<<<<
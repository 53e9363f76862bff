//! Service configuration

use anyhow::Result;
use chainsight_core::insights::{default_trend_baseline, InsightsConfig, DEFAULT_PREVIEW_LIMIT};
use serde::Deserialize;
use std::collections::HashMap;
use std::path::PathBuf;

/// Environment variable prefix, e.g. `CHAINSIGHT_PORT`
pub const ENV_PREFIX: &str = "CHAINSIGHT";

/// Service configuration
#[derive(Debug, Clone, Deserialize)]
pub struct ServiceConfig {
    /// Instance name attached to structured log events
    #[serde(default = "default_instance_name")]
    pub instance_name: String,

    /// HTTP listen port
    #[serde(default = "default_port")]
    pub port: u16,

    /// Directory holding the ONNX models and `metadata.json`
    #[serde(default = "default_model_dir")]
    pub model_dir: PathBuf,

    /// Serve heuristic predictions when the models cannot be loaded
    #[serde(default = "default_allow_fallback")]
    pub allow_fallback: bool,

    /// Results kept in the `/insights` preview, 1 to 10
    #[serde(default = "default_preview_limit")]
    pub preview_limit: usize,
}

fn default_instance_name() -> String {
    std::env::var("HOSTNAME").unwrap_or_else(|_| "unknown".to_string())
}

fn default_port() -> u16 {
    5000
}

fn default_model_dir() -> PathBuf {
    PathBuf::from("models")
}

fn default_allow_fallback() -> bool {
    true
}

fn default_preview_limit() -> usize {
    DEFAULT_PREVIEW_LIMIT
}

impl Default for ServiceConfig {
    fn default() -> Self {
        Self {
            instance_name: default_instance_name(),
            port: default_port(),
            model_dir: default_model_dir(),
            allow_fallback: default_allow_fallback(),
            preview_limit: default_preview_limit(),
        }
    }
}

impl ServiceConfig {
    /// Load configuration from `CHAINSIGHT_*` environment variables
    pub fn load() -> Result<Self> {
        Self::load_from(None)
    }

    /// Load configuration from an explicit variable map instead of the
    /// process environment
    pub fn load_from(vars: Option<HashMap<String, String>>) -> Result<Self> {
        let config = config::Config::builder()
            .add_source(
                config::Environment::with_prefix(ENV_PREFIX)
                    .try_parsing(true)
                    .source(vars),
            )
            .build()?;

        let config: Self = config.try_deserialize()?;
        config.validate()?;
        Ok(config)
    }

    fn validate(&self) -> Result<()> {
        if self.preview_limit == 0 || self.preview_limit > DEFAULT_PREVIEW_LIMIT {
            anyhow::bail!(
                "{}_PREVIEW_LIMIT must be between 1 and {}, got {}",
                ENV_PREFIX,
                DEFAULT_PREVIEW_LIMIT,
                self.preview_limit
            );
        }
        Ok(())
    }

    pub fn insights_config(&self) -> InsightsConfig {
        InsightsConfig {
            preview_limit: self.preview_limit,
            trend_baseline: default_trend_baseline(),
        }
    }
}
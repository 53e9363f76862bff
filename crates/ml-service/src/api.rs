//! HTTP API for predictions, insights, health checks and Prometheus metrics

use crate::SERVICE_NAME;
use axum::{
    extract::{rejection::JsonRejection, State},
    http::StatusCode,
    response::{IntoResponse, Response},
    routing::{get, post},
    Json, Router,
};
use chainsight_core::{
    health::{Backend, ComponentStatus, HealthRegistry},
    observability::{InsightsMetrics, StructuredLogger},
    InsightsError, ShipmentInput, ShipmentPredictor,
};
use prometheus::{Encoder, TextEncoder};
use serde_json::{json, Value};
use std::sync::Arc;
use std::time::Instant;
use tracing::{error, info, warn};

/// Shared application state
#[derive(Clone)]
pub struct AppState {
    pub predictor: Arc<ShipmentPredictor>,
    pub health_registry: HealthRegistry,
    pub metrics: InsightsMetrics,
    pub logger: StructuredLogger,
}

impl AppState {
    pub fn new(
        predictor: ShipmentPredictor,
        health_registry: HealthRegistry,
        metrics: InsightsMetrics,
        logger: StructuredLogger,
    ) -> Self {
        Self {
            predictor: Arc::new(predictor),
            health_registry,
            metrics,
            logger,
        }
    }
}

/// Error response in the `{ "success": false, "error": ... }` envelope
#[derive(Debug)]
pub enum ApiError {
    Insights(InsightsError),
    MalformedBody(String),
    Internal(String),
}

impl From<InsightsError> for ApiError {
    fn from(e: InsightsError) -> Self {
        ApiError::Insights(e)
    }
}

impl From<JsonRejection> for ApiError {
    fn from(rejection: JsonRejection) -> Self {
        ApiError::MalformedBody(rejection.body_text())
    }
}

impl ApiError {
    fn status(&self) -> StatusCode {
        match self {
            ApiError::Insights(e) if e.is_client_error() => StatusCode::BAD_REQUEST,
            ApiError::Insights(_) => StatusCode::INTERNAL_SERVER_ERROR,
            ApiError::MalformedBody(_) => StatusCode::BAD_REQUEST,
            ApiError::Internal(_) => StatusCode::INTERNAL_SERVER_ERROR,
        }
    }

    fn kind(&self) -> &'static str {
        match self {
            ApiError::Insights(e) => e.kind(),
            ApiError::MalformedBody(_) => "malformed_body",
            ApiError::Internal(_) => "internal_error",
        }
    }
}

impl IntoResponse for ApiError {
    fn into_response(self) -> Response {
        let status = self.status();
        let kind = self.kind();
        let message = match &self {
            ApiError::Insights(e) => e.to_string(),
            ApiError::MalformedBody(m) | ApiError::Internal(m) => m.clone(),
        };

        if status.is_server_error() {
            error!(kind, error = %message, "Request failed");
        } else {
            warn!(kind, error = %message, "Rejected request");
        }

        (
            status,
            Json(json!({
                "success": false,
                "error": message,
                "kind": kind,
            })),
        )
            .into_response()
    }
}

type ApiResult = Result<Json<Value>, ApiError>;

/// Run a scoring call on the blocking pool
async fn run_blocking<T, F>(f: F) -> Result<T, ApiError>
where
    F: FnOnce() -> chainsight_core::Result<T> + Send + 'static,
    T: Send + 'static,
{
    tokio::task::spawn_blocking(f)
        .await
        .map_err(|e| ApiError::Internal(format!("scoring task failed: {}", e)))?
        .map_err(ApiError::from)
}

fn parse_shipment(state: &AppState, body: &Value) -> Result<ShipmentInput, ApiError> {
    ShipmentInput::from_value(body).map_err(|e| {
        state.metrics.inc_prediction_errors(e.kind());
        ApiError::from(e)
    })
}

/// Service liveness summary returned by `/health`
async fn health(State(state): State<Arc<AppState>>) -> impl IntoResponse {
    let backend = state.health_registry.backend().await;
    Json(json!({
        "status": "ok",
        "service": SERVICE_NAME,
        "models_loaded": backend == Some(Backend::Onnx),
        "model_version": state.predictor.model_version(),
        "backend": backend,
        "timestamp": chrono::Utc::now().to_rfc3339(),
    }))
}

/// Component health - 200 if healthy or degraded, 503 if unhealthy
async fn healthz(State(state): State<Arc<AppState>>) -> impl IntoResponse {
    let health = state.health_registry.report().await;

    let status_code = match health.status {
        ComponentStatus::Healthy | ComponentStatus::Degraded => StatusCode::OK,
        ComponentStatus::Unhealthy => StatusCode::SERVICE_UNAVAILABLE,
    };

    (status_code, Json(health))
}

/// Readiness check response - returns 200 if ready, 503 if not ready
async fn readyz(State(state): State<Arc<AppState>>) -> impl IntoResponse {
    let readiness = state.health_registry.readiness().await;

    let status_code = if readiness.ready {
        StatusCode::OK
    } else {
        StatusCode::SERVICE_UNAVAILABLE
    };

    (status_code, Json(readiness))
}

/// Prometheus metrics endpoint
async fn metrics() -> Response {
    let encoder = TextEncoder::new();
    let metric_families = prometheus::gather();
    let mut buffer = Vec::new();

    if let Err(e) = encoder.encode(&metric_families, &mut buffer) {
        return ApiError::Internal(format!("failed to encode metrics: {}", e)).into_response();
    }

    (
        StatusCode::OK,
        [("content-type", "text/plain; charset=utf-8")],
        buffer,
    )
        .into_response()
}

async fn predict_delay(
    State(state): State<Arc<AppState>>,
    body: Result<Json<Value>, JsonRejection>,
) -> ApiResult {
    let Json(body) = body?;
    let input = parse_shipment(&state, &body)?;

    let predictor = state.predictor.clone();
    let prediction = run_blocking(move || predictor.predict_delay(&input)).await?;

    Ok(Json(json!({ "success": true, "prediction": prediction })))
}

async fn predict_anomaly(
    State(state): State<Arc<AppState>>,
    body: Result<Json<Value>, JsonRejection>,
) -> ApiResult {
    let Json(body) = body?;
    let input = parse_shipment(&state, &body)?;

    let predictor = state.predictor.clone();
    let prediction = run_blocking(move || predictor.predict_anomaly(&input)).await?;

    Ok(Json(json!({ "success": true, "prediction": prediction })))
}

/// Full composite prediction for one shipment
async fn predict(
    State(state): State<Arc<AppState>>,
    body: Result<Json<Value>, JsonRejection>,
) -> ApiResult {
    let Json(body) = body?;
    let input = parse_shipment(&state, &body)?;

    let predictor = state.predictor.clone();
    let result = run_blocking(move || predictor.score_single(&input)).await?;

    state.logger.log_prediction(
        &result.shipment_id,
        result.delay_probability,
        result.anomaly_probability,
        result.risk_score,
        result.risk_level.as_str(),
        state.predictor.model_version(),
    );

    Ok(Json(json!({ "success": true, "prediction": result })))
}

/// Extract the batch from an insights body
///
/// The body must be an object; a missing or null `shipments` key on it is
/// an empty batch.
fn parse_batch(body: &Value) -> chainsight_core::Result<Vec<ShipmentInput>> {
    let fields = match body {
        Value::Object(fields) => fields,
        Value::Array(_) => {
            return Err(InsightsError::input_validation(
                "body",
                "object with a `shipments` array",
                "array",
            ))
        }
        other => {
            return Err(InsightsError::input_validation(
                "body",
                "object with a `shipments` array",
                other.to_string(),
            ))
        }
    };

    match fields.get("shipments") {
        None | Some(Value::Null) => Ok(Vec::new()),
        Some(list) => ShipmentInput::list_from_value(list),
    }
}

/// Batch insights over `{ "shipments": [...] }`
async fn insights(
    State(state): State<Arc<AppState>>,
    body: Result<Json<Value>, JsonRejection>,
) -> ApiResult {
    let Json(body) = body?;
    let shipments = parse_batch(&body).map_err(|e| {
        state.metrics.inc_prediction_errors(e.kind());
        ApiError::from(e)
    })?;

    let start = Instant::now();
    let predictor = state.predictor.clone();
    let summary = run_blocking(move || predictor.score_batch(&shipments)).await?;
    state
        .logger
        .log_batch_summary(&summary, start.elapsed().as_millis());

    Ok(Json(json!({ "success": true, "insights": summary })))
}

async fn model_info(State(state): State<Arc<AppState>>) -> ApiResult {
    let backend = state.health_registry.backend().await;
    Ok(Json(json!({
        "success": true,
        "backend": backend,
        "metadata": state.predictor.registry().metadata(),
    })))
}

async fn not_found() -> impl IntoResponse {
    (
        StatusCode::NOT_FOUND,
        Json(json!({ "success": false, "error": "Endpoint not found" })),
    )
}

/// Create the API router
pub fn create_router(state: Arc<AppState>) -> Router {
    Router::new()
        .route("/health", get(health))
        .route("/healthz", get(healthz))
        .route("/readyz", get(readyz))
        .route("/metrics", get(metrics))
        .route("/predict", post(predict))
        .route("/predict/delay", post(predict_delay))
        .route("/predict/anomaly", post(predict_anomaly))
        .route("/insights", post(insights))
        .route("/model/info", get(model_info))
        .fallback(not_found)
        .with_state(state)
}

/// Start the API server
pub async fn serve(port: u16, state: Arc<AppState>) -> anyhow::Result<()> {
    let app = create_router(state);

    let addr = format!("0.0.0.0:{}", port);
    info!(addr = %addr, "Starting API server");

    let listener = tokio::net::TcpListener::bind(&addr).await?;
    axum::serve(listener, app).await?;

    Ok(())
}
>>>>
▸ **Instructions for the task**: Please copy only the lines between the first line of the entries and the line with "pub const ENV_PREFIX: &str", keeping those two end lines as well, exactly as written.

▸ **Answer for the task**:
repository 53e9363f76862bff
//! Service configuration

use anyhow::Result;
use chainsight_core::insights::{default_trend_baseline, InsightsConfig, DEFAULT_PREVIEW_LIMIT};
use serde::Deserialize;
use std::collections::HashMap;
use std::path::PathBuf;

/// Environment variable prefix, e.g. `CHAINSIGHT_PORT`
pub const ENV_PREFIX: &str = "CHAINSIGHT";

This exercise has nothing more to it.